The case for the defence

Given all of these good reasons to be sceptical, you might rightly ask why I am so confident that we will - eventually - have self-driving cars. This comes down to four things: culture, cash, safety and good old-fashioned human laziness.

Culture: do we even want cars anymore?

What I mean by culture is that we care less about cars now than we did a generation ago. They aren't the status symbol they once were. And in the context of a changing climate, owning a car - particularly a fast or extravagant one - is looking more and more like an unnecessary luxury, even an insult to your neighbours. I'm still a bit of a car nut but I recognise that fewer and fewer people share my passion. Self-driving cars allow us to get away from car ownership without requiring the large scale investment in public transport, cycling infrastructure, and city redesign that I would love to see, but do not see coming any time soon.

Cash: human drivers are expensive

The second point is more about the wider economy than cash in your pocket, though a subscription to a fleet service could be much cheaper than car ownership. Especially with economies of scale if most people go down that route. Human drivers cause accidents and traffic jams, which cost the economy and the tax payer an awful lot of money. I believe it is inevitable that self-driving cars will eventually be a lot safer than human drivers, saving us all a lot of money - and time.

Safety: computers don't get distracted

That leads neatly to the third point: safety. Of course the greatest cost of failures by human drivers is not financial but the cost of lives, blighted and ended. Self driving cars will be, statistically, a minimum of ten times safer than humans. Probably at least 100 times safer. The lobbying power that will be brought to bear by road safety campaigners once a direct comparison is possible will be hard to resist.

Laziness: we like low-friction lives

Finally, there is good old fashioned human laziness. We have strived for a few million years to apply technology to take friction out of our lives. And what could be more appealing than a service that whisks you from one destination to another with barely any interaction required? Ultimately I think this leads us to overcome our fear.

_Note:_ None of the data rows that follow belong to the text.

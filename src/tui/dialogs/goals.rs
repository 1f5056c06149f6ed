//! Goals dialog
//!
//! A dialog for editing the two free-text financial goals. Goal text is
//! stored trimmed and never validated; changing it still retriggers the
//! suggestion recomputation.

use crossterm::event::{KeyCode, KeyEvent};
use ratatui::{
    layout::{Constraint, Direction, Layout},
    style::{Color, Modifier, Style},
    text::{Line, Span},
    widgets::{Block, Borders, Clear, Paragraph},
    Frame,
};

use crate::tui::app::App;
use crate::tui::layout::centered_rect_fixed;
use crate::tui::widgets::TextInput;

/// Which field is focused in the goals dialog
#[derive(Debug, Clone, Copy, PartialEq, Eq, Default)]
pub enum GoalField {
    #[default]
    ShortTerm,
    LongTerm,
}

impl GoalField {
    pub fn next(self) -> Self {
        match self {
            Self::ShortTerm => Self::LongTerm,
            Self::LongTerm => Self::ShortTerm,
        }
    }
}

/// State for the goals dialog
#[derive(Debug, Clone, Default)]
pub struct GoalsFormState {
    /// Which field is focused
    pub focused_field: GoalField,
    /// Short-term goal input
    pub short_term: TextInput,
    /// Long-term goal input
    pub long_term: TextInput,
}

impl GoalsFormState {
    /// Form prefilled with the current goals
    pub fn prefilled(short_term: &str, long_term: &str) -> Self {
        Self {
            focused_field: GoalField::ShortTerm,
            short_term: TextInput::with_content(short_term),
            long_term: TextInput::with_content(long_term),
        }
    }

    fn focused_input(&mut self) -> &mut TextInput {
        match self.focused_field {
            GoalField::ShortTerm => &mut self.short_term,
            GoalField::LongTerm => &mut self.long_term,
        }
    }
}

/// Render the goals dialog
pub fn render(frame: &mut Frame, app: &App) {
    let state = &app.goals_form;

    let area = centered_rect_fixed(56, 10, frame.area());
    frame.render_widget(Clear, area);

    let block = Block::default()
        .title(" Financial Goals ")
        .title_style(
            Style::default()
                .fg(Color::Cyan)
                .add_modifier(Modifier::BOLD),
        )
        .borders(Borders::ALL)
        .border_style(Style::default().fg(Color::Cyan));

    let inner = block.inner(area);
    frame.render_widget(block, area);

    let chunks = Layout::default()
        .direction(Direction::Vertical)
        .constraints([
            Constraint::Length(1), // Short-term label
            Constraint::Length(1), // Short-term input
            Constraint::Length(1), // Spacer
            Constraint::Length(1), // Long-term label
            Constraint::Length(1), // Long-term input
            Constraint::Length(1), // Spacer
            Constraint::Length(1), // Instructions
            Constraint::Min(0),
        ])
        .split(inner);

    let label_style = |focused: bool| {
        if focused {
            Style::default()
                .fg(Color::Cyan)
                .add_modifier(Modifier::BOLD)
        } else {
            Style::default().fg(Color::Yellow)
        }
    };

    let short_focused = state.focused_field == GoalField::ShortTerm;
    frame.render_widget(
        Paragraph::new(Span::styled(
            "Short-term goal:",
            label_style(short_focused),
        )),
        chunks[0],
    );
    frame.render_widget(Paragraph::new(state.short_term.line(short_focused)), chunks[1]);

    let long_focused = state.focused_field == GoalField::LongTerm;
    frame.render_widget(
        Paragraph::new(Span::styled("Long-term goal:", label_style(long_focused))),
        chunks[3],
    );
    frame.render_widget(Paragraph::new(state.long_term.line(long_focused)), chunks[4]);

    let instructions = Line::from(vec![
        Span::styled("[Enter]", Style::default().fg(Color::Green)),
        Span::raw(" Save  "),
        Span::styled("[Esc]", Style::default().fg(Color::Yellow)),
        Span::raw(" Cancel  "),
        Span::styled("[Tab]", Style::default().fg(Color::Cyan)),
        Span::raw(" Fields"),
    ]);
    frame.render_widget(Paragraph::new(instructions), chunks[6]);
}

/// Handle key events for the goals dialog
pub fn handle_key(app: &mut App, key: KeyEvent) {
    match key.code {
        KeyCode::Esc => app.close_dialog(),
        KeyCode::Tab | KeyCode::BackTab => {
            app.goals_form.focused_field = app.goals_form.focused_field.next();
        }
        KeyCode::Down => app.goals_form.focused_field = GoalField::LongTerm,
        KeyCode::Up => app.goals_form.focused_field = GoalField::ShortTerm,
        KeyCode::Enter => {
            let short = app.goals_form.short_term.value().to_string();
            let long = app.goals_form.long_term.value().to_string();
            app.ledger.set_short_term_goal(&short);
            app.ledger.set_long_term_goal(&long);
            app.close_dialog();
            app.refresh();
            app.set_status("Goals updated");
        }
        KeyCode::Char(c) => app.goals_form.focused_input().insert(c),
        KeyCode::Backspace => app.goals_form.focused_input().backspace(),
        KeyCode::Left => app.goals_form.focused_input().move_left(),
        KeyCode::Right => app.goals_form.focused_input().move_right(),
        _ => {}
    }
}

#[cfg(test)]
mod tests {
    use super::*;

    #[test]
    fn test_prefilled() {
        let state = GoalsFormState::prefilled("Emergency Fund", "Retirement");
        assert_eq!(state.short_term.value(), "Emergency Fund");
        assert_eq!(state.long_term.value(), "Retirement");
        assert_eq!(state.focused_field, GoalField::ShortTerm);
    }

    #[test]
    fn test_field_cycle() {
        assert_eq!(GoalField::ShortTerm.next(), GoalField::LongTerm);
        assert_eq!(GoalField::LongTerm.next(), GoalField::ShortTerm);
    }
}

So, will we ever have driverless cars?

Yes. But, it's going to take a long time for all the reasons that Ian is right to be sceptical. Longer than people think. I don't think the technology will truly be there for a 'Class 5' self-driving car that can operate in all environments and conditions until the end of this decade, and I think it will take a few years after that for all the legal and legislative wrinkles to be ironed out. Along the way, sadly, I'm sure more people will be killed by autonomous vehicles that aren't quite there yet. There will be a public backlash against them. But ultimately, we will accept driverless cars because they make us richer and safer, and allow us to be lazier.##(A reminder at this point is worthwhile, that this is not what I want to be true but rather what I see happening. I can think of better alternatives but that's not the question I'm trying to answer).